Post by sweetest punch »

https://www.songlines.co.uk/news/songli ... is-out-now

SONGLINES APRIL 2022 ISSUE IS OUT NOW!

Interviews with Ibibio Sound Machine, Knight & Spiers, Elvis Costello and Imarhan; a look at the new generation of Viking noise-bringers; a Beginner's Guide to Le Vent du Nord, plus two free CD compilations with every copy

The April 2022 issue (#176) of Songlines is now on sale. This issue’s cover stars are Afro-funk eight-piece Ibibio Sound Machine, who speak to us about the importance of language and positivity. Other features include folk duo Knight & Spiers speaking on their latest collaboration; The Rumba Kings, a new documentary tracing the history of Congolese rumba; a look at the Viking craze recapturing the hearts of Nordic musicians; Touareg rockers Imarhan on their new album and studio; a My World interview with British singer-songwriter Elvis Costello; a Beginner’s Guide to Québécois group Le Vent du Nord, who are celebrating 20 years together; plus all the latest news, concert reviews, CD, book and world cinema reviews.

This month’s exclusive Top of the World album (available as a CD and download) includes Park Jiha, Talisk and Tanya Tagaq, plus an extra five bonus tracks featuring music from KOG (Kweku of Ghana), The Chieftains with Elvis Costello and more. The issue also comes with a bonus CD of contemporary Balkan tuneage.

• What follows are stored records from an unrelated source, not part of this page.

//! SQLite store for analysis results.
//!
//! One WAL-mode database per diagnosis home. Every row carries the
//! inspection id so several runs can share the file.

#![allow(missing_docs)]

use std::path::{Path, PathBuf};

use rusqlite::{Connection, OpenFlags, params};

use crate::analyzer::slow_query::SlowQueryRecord;
use crate::core::errors::{DiagError, Result};
use crate::values::tagged::TaggedFloat;

/// Analysis database handle.
pub struct AnalysisSink {
    conn: Connection,
    path: PathBuf,
}

/// A row of `inspection_slow_log`.
#[derive(Debug, Clone, PartialEq)]
pub struct SlowLogRow {
    pub inspection: String,
    pub instance: String,
    pub node_ip: String,
    /// RFC3339 in the record's own offset.
    pub time: String,
    pub txn_start_ts: i64,
    pub user: String,
    pub conn_id: i64,
    /// Tagged with instance and digest; persisted in text form.
    pub query_time: TaggedFloat,
    pub db: String,
    pub digest: String,
    pub query: String,
}

impl SlowLogRow {
    pub fn from_record(inspection: &str, instance: &str, node_ip: &str, rec: &SlowQueryRecord) -> Self {
        Self {
            inspection: inspection.to_string(),
            instance: instance.to_string(),
            node_ip: node_ip.to_string(),
            time: rec.time.map(|t| t.to_rfc3339()).unwrap_or_default(),
            txn_start_ts: i64::try_from(rec.txn_start_ts).unwrap_or(i64::MAX),
            user: rec.user.clone(),
            conn_id: i64::try_from(rec.conn_id).unwrap_or(i64::MAX),
            query_time: TaggedFloat::new(
                rec.query_time,
                [("instance", instance), ("digest", rec.digest.as_str())],
            ),
            db: rec.db.clone(),
            digest: rec.digest.clone(),
            query: rec.sql.clone(),
        }
    }
}

/// A row of `inspection_log_level`.
#[derive(Debug, Clone, PartialEq, Eq)]
pub struct LevelCountRow {
    pub inspection: String,
    pub host: String,
    pub component: String,
    pub port: String,
    pub level: String,
    pub count: i64,
}

impl AnalysisSink {
    /// Open (or create) the database at `path`.
    pub fn open(path: &Path) -> Result<Self> {
        if let Some(parent) = path.parent()
            && !parent.as_os_str().is_empty()
        {
            std::fs::create_dir_all(parent).map_err(|source| DiagError::io(parent, source))?;
        }

        let conn = Connection::open_with_flags(
            path,
            OpenFlags::SQLITE_OPEN_READ_WRITE
                | OpenFlags::SQLITE_OPEN_CREATE
                | OpenFlags::SQLITE_OPEN_NO_MUTEX,
        )?;

        apply_pragmas(&conn)?;
        apply_schema(&conn)?;

        Ok(Self {
            conn,
            path: path.to_path_buf(),
        })
    }

    pub fn path(&self) -> &Path {
        &self.path
    }

    // ──────────────────── inspection_slow_log ────────────────────

    /// Replace the slow log rows of `inspection` in one transaction.
    /// Returns the number written.
    pub fn replace_slow_logs(&mut self, inspection: &str, rows: &[SlowLogRow]) -> Result<usize> {
        let tx = self.conn.transaction()?;
        {
            tx.prepare_cached("DELETE FROM inspection_slow_log WHERE inspection = ?1")?
                .execute(params![inspection])?;
            let mut stmt = tx.prepare_cached(
                "INSERT INTO inspection_slow_log (
                    inspection, instance, node_ip, time, txn_start_ts, user,
                    conn_id, query_time, db, digest, query
                ) VALUES (?1,?2,?3,?4,?5,?6,?7,?8,?9,?10,?11)",
            )?;
            for row in rows {
                stmt.execute(params![
                    row.inspection,
                    row.instance,
                    row.node_ip,
                    row.time,
                    row.txn_start_ts,
                    row.user,
                    row.conn_id,
                    row.query_time,
                    row.db,
                    row.digest,
                    row.query,
                ])?;
            }
        }
        tx.commit()?;
        Ok(rows.len())
    }

    /// Slow log rows of one inspection, oldest first.
    pub fn slow_logs(&self, inspection: &str) -> Result<Vec<SlowLogRow>> {
        let mut stmt = self.conn.prepare_cached(
            "SELECT inspection, instance, node_ip, time, txn_start_ts, user,
                    conn_id, query_time, db, digest, query
             FROM inspection_slow_log WHERE inspection = ?1 ORDER BY time, id",
        )?;
        let rows = stmt
            .query_map(params![inspection], |row| {
                Ok(SlowLogRow {
                    inspection: row.get(0)?,
                    instance: row.get(1)?,
                    node_ip: row.get(2)?,
                    time: row.get(3)?,
                    txn_start_ts: row.get(4)?,
                    user: row.get(5)?,
                    conn_id: row.get(6)?,
                    query_time: row.get(7)?,
                    db: row.get(8)?,
                    digest: row.get(9)?,
                    query: row.get(10)?,
                })
            })?
            .collect::<std::result::Result<Vec<_>, _>>()?;
        Ok(rows)
    }

    // ──────────────────── inspection_log_level ────────────────────

    pub fn replace_level_counts(&mut self, inspection: &str, rows: &[LevelCountRow]) -> Result<usize> {
        let tx = self.conn.transaction()?;
        {
            tx.prepare_cached("DELETE FROM inspection_log_level WHERE inspection = ?1")?
                .execute(params![inspection])?;
            let mut stmt = tx.prepare_cached(
                "INSERT INTO inspection_log_level (
                    inspection, host, component, port, level, count
                ) VALUES (?1,?2,?3,?4,?5,?6)",
            )?;
            for row in rows {
                stmt.execute(params![
                    row.inspection,
                    row.host,
                    row.component,
                    row.port,
                    row.level,
                    row.count,
                ])?;
            }
        }
        tx.commit()?;
        Ok(rows.len())
    }

    pub fn level_counts(&self, inspection: &str) -> Result<Vec<LevelCountRow>> {
        let mut stmt = self.conn.prepare_cached(
            "SELECT inspection, host, component, port, level, count
             FROM inspection_log_level WHERE inspection = ?1
             ORDER BY host, component, port, level",
        )?;
        let rows = stmt
            .query_map(params![inspection], |row| {
                Ok(LevelCountRow {
                    inspection: row.get(0)?,
                    host: row.get(1)?,
                    component: row.get(2)?,
                    port: row.get(3)?,
                    level: row.get(4)?,
                    count: row.get(5)?,
                })
            })?
            .collect::<std::result::Result<Vec<_>, _>>()?;
        Ok(rows)
    }

    pub fn is_wal_mode(&self) -> bool {
        self.conn
            .query_row("PRAGMA journal_mode", [], |row| row.get::<_, String>(0))
            .is_ok_and(|mode| mode.eq_ignore_ascii_case("wal"))
    }
}

fn apply_pragmas(conn: &Connection) -> Result<()> {
    conn.execute_batch(
        "PRAGMA journal_mode = WAL;
         PRAGMA synchronous = NORMAL;
         PRAGMA temp_store = MEMORY;
         PRAGMA busy_timeout = 5000;",
    )?;
    let mode: String = conn.query_row("PRAGMA journal_mode", [], |row| row.get(0))?;
    if !mode.eq_ignore_ascii_case("wal") {
        eprintln!("[DIAG-SQLITE] WARNING: requested WAL mode but got '{mode}'");
    }
    Ok(())
}

fn apply_schema(conn: &Connection) -> Result<()> {
    conn.execute_batch(
        "CREATE TABLE IF NOT EXISTS inspection_slow_log (
            id INTEGER PRIMARY KEY AUTOINCREMENT,
            inspection TEXT NOT NULL,
            instance TEXT NOT NULL,
            node_ip TEXT NOT NULL,
            time TEXT NOT NULL,
            txn_start_ts INTEGER NOT NULL,
            user TEXT NOT NULL,
            conn_id INTEGER NOT NULL,
            query_time TEXT NOT NULL,
            db TEXT NOT NULL,
            digest TEXT NOT NULL,
            query TEXT NOT NULL
        );

        CREATE TABLE IF NOT EXISTS inspection_log_level (
            id INTEGER PRIMARY KEY AUTOINCREMENT,
            inspection TEXT NOT NULL,
            host TEXT NOT NULL,
            component TEXT NOT NULL,
            port TEXT NOT NULL,
            level TEXT NOT NULL,
            count INTEGER NOT NULL
        );

        CREATE INDEX IF NOT EXISTS idx_slow_log_inspection ON inspection_slow_log(inspection);
        CREATE INDEX IF NOT EXISTS idx_log_level_inspection ON inspection_log_level(inspection);",
    )?;
    Ok(())
}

You can buy this issue via Amazon or (even better!) subscribe to get this and future issues right to your door as soon as they’re published. We also offer digital subscriptions that gives you access to every one of our 176 issues from 1999 to 2022… and beyond.
Last edited by sweetest punch on Thu Mar 10, 2022 4:16 am, edited 1 time in total.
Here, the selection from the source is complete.